*WORK INSTRUCTIONS:* Go through the listing below and show each line that has the word "ChainConnection".

*EXTRACTED ENTRIES:*
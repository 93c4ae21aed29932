use std::sync::Arc;

use alloy::primitives::{Address, Bytes, TxHash, U256};
use alloy::sol_types::SolCall;
use async_trait::async_trait;
use tokio_util::sync::CancellationToken;

use super::contracts::IPancakeV2Router;
use super::{ConstantProductRouter, ExactTokensSwap};
use crate::chain::{ChainConnection, ChainResult, TransactionAuth, cancellable};

#[derive(Clone)]
pub struct AlloyV2Router {
    address: Address,
    connection: Arc<ChainConnection>,
}

impl AlloyV2Router {
    pub fn new(address: Address, connection: Arc<ChainConnection>) -> Self {
        Self {
            address,
            connection,
        }
    }
}

#[async_trait]
impl ConstantProductRouter for AlloyV2Router {
    fn address(&self) -> Address {
        self.address
    }

    async fn get_amounts_out(
        &self,
        amount_in: U256,
        path: &[Address],
        cancel: &CancellationToken,
    ) -> ChainResult<Vec<U256>> {
        let router = IPancakeV2Router::new(self.address, self.connection.provider().clone());
        let call = router.getAmountsOut(amount_in, path.to_vec());
        cancellable(cancel, async { call.call().await }).await
    }

    async fn swap_exact_tokens_for_tokens(
        &self,
        swap: &ExactTokensSwap,
        auth: &TransactionAuth,
    ) -> ChainResult<TxHash> {
        let input = IPancakeV2Router::swapExactTokensForTokensCall {
            amountIn: swap.amount_in,
            amountOutMin: swap.amount_out_min,
            path: swap.path.clone(),
            to: swap.to,
            deadline: U256::from(swap.deadline),
        }
        .abi_encode();
        self.connection
            .submit(auth, self.address, Bytes::from(input))
            .await
    }
}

*SOLUTION FOR THIS EXERCISE:*
use crate::chain::{ChainConnection, ChainResult, TransactionAuth, cancellable};
    connection: Arc<ChainConnection>,
    pub fn new(address: Address, connection: Arc<ChainConnection>) -> Self {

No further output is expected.